Supplied entries:
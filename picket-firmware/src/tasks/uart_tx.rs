//! Host UART transmit task

use defmt::*;
use embassy_rp::uart::BufferedUartTx;
use embedded_io_async::Write;

use crate::channels::TX_LINES;

#[embassy_executor::task]
pub async fn uart_tx_task(mut tx: BufferedUartTx) {
    info!("UART TX task started");

    loop {
        let line = TX_LINES.receive().await;

        if let Err(e) = tx.write_all(line.as_bytes()).await {
            warn!("UART write error: {:?}", e);
            continue;
        }
        if let Err(e) = tx.write_all(b"\n").await {
            warn!("UART write error: {:?}", e);
        }
    }
}
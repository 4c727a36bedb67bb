//! Internal logging macros
//!
//! Forward to defmt when the `defmt` feature is enabled and compile to
//! nothing otherwise, so host builds and tests carry no logger.

#![allow(unused_macros)]

macro_rules! debug {
    ($s:literal $(, $x:expr)* $(,)?) => {{
        #[cfg(feature = "defmt")]
        ::defmt::debug!($s $(, $x)*);
        #[cfg(not(feature = "defmt"))]
        let _ = ($( & $x ),*);
    }};
}

macro_rules! info {
    ($s:literal $(, $x:expr)* $(,)?) => {{
        #[cfg(feature = "defmt")]
        ::defmt::info!($s $(, $x)*);
        #[cfg(not(feature = "defmt"))]
        let _ = ($( & $x ),*);
    }};
}

macro_rules! warn {
    ($s:literal $(, $x:expr)* $(,)?) => {{
        #[cfg(feature = "defmt")]
        ::defmt::warn!($s $(, $x)*);
        #[cfg(not(feature = "defmt"))]
        let _ = ($( & $x ),*);
    }};
}
//! Build script for picket-firmware
//!
//! - Sets up linker search paths for memory.x
//! - Validates rover.toml at compile time

use std::env;
use std::fs::{self, File};
use std::io::Write;
use std::path::{Path, PathBuf};

use picket_core::config::{parse_config, ConfigError};

fn main() {
    setup_linker();
    validate_config();
}

/// Set up linker search paths for memory.x
fn setup_linker() {
    let out_dir = PathBuf::from(env::var("OUT_DIR").unwrap());

    // Copy memory.x to the output directory
    let memory_x = include_bytes!("memory.x");
    let mut f = File::create(out_dir.join("memory.x")).unwrap();
    f.write_all(memory_x).unwrap();

    // Tell rustc where to find memory.x
    println!("cargo:rustc-link-search={}", out_dir.display());

    println!("cargo:rerun-if-changed=memory.x");
    println!("cargo:rerun-if-changed=build.rs");
}

/// Validate rover.toml at compile time
///
/// The firmware parses the same file again at boot and falls back to
/// defaults if it is rejected, so anything caught here is a rover that
/// would otherwise have booted with the wrong tuning.
fn validate_config() {
    println!("cargo:rerun-if-changed=rover.toml");

    let config_path = Path::new("rover.toml");

    if !config_path.exists() {
        panic!(
            "\n\
            ╔══════════════════════════════════════════════════════════════════╗\n\
            ║  ERROR: rover.toml not found!                                    ║\n\
            ║                                                                  ║\n\
            ║  The firmware embeds rover.toml at build time.                   ║\n\
            ║  Please create one in the picket-firmware directory.             ║\n\
            ╚══════════════════════════════════════════════════════════════════╝\n"
        );
    }

    let config_content = match fs::read_to_string(config_path) {
        Ok(content) => content,
        Err(e) => {
            panic!(
                "\n\
                ╔══════════════════════════════════════════════════════════════════╗\n\
                ║  ERROR: Failed to read rover.toml                                ║\n\
                ║                                                                  ║\n\
                ║  Error: {:<56} ║\n\
                ╚══════════════════════════════════════════════════════════════════╝\n",
                e
            );
        }
    };

    // Full TOML first for a precise syntax error with line and column
    if let Err(e) = toml::from_str::<toml::Value>(&config_content) {
        let error_msg = e.to_string();
        panic!(
            "\n\
            ╔══════════════════════════════════════════════════════════════════╗\n\
            ║  ERROR: Invalid TOML syntax in rover.toml                        ║\n\
            ╠══════════════════════════════════════════════════════════════════╣\n\
            ║                                                                  ║\n\
            {}\n\
            ║                                                                  ║\n\
            ╚══════════════════════════════════════════════════════════════════╝\n",
            format_error_lines(&error_msg)
        );
    }

    // Then the parser the firmware runs at boot
    if let Err(e) = parse_config(&config_content) {
        panic!(
            "\n\
            ╔══════════════════════════════════════════════════════════════════╗\n\
            ║  ERROR: rover.toml rejected                                      ║\n\
            ╠══════════════════════════════════════════════════════════════════╣\n\
            {}\n\
            ╚══════════════════════════════════════════════════════════════════╝\n",
            format_error_lines(&describe(e))
        );
    }

    println!("cargo:warning=rover.toml validated successfully");
}

/// Format error message lines with box drawing
fn format_error_lines(msg: &str) -> String {
    msg.lines()
        .map(|line| {
            let truncated = if line.len() > 64 {
                format!("{}...", &line[..61])
            } else {
                line.to_string()
            };
            format!("║  {:<64} ║", truncated)
        })
        .collect::<Vec<_>>()
        .join("\n")
}

/// Human-readable text for a configuration error
fn describe(e: ConfigError) -> String {
    match e {
        ConfigError::InvalidSection => "unknown or malformed [section] header".to_string(),
        ConfigError::UnknownKey => "key not valid in its section".to_string(),
        ConfigError::InvalidValue => "value has the wrong type or is out of range".to_string(),
        ConfigError::Inconsistent(why) => why.to_string(),
    }
}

Action item:
Within the data, how many lines hold the string "ConfigError"? Answer with the number and nothing more.

Task response:
6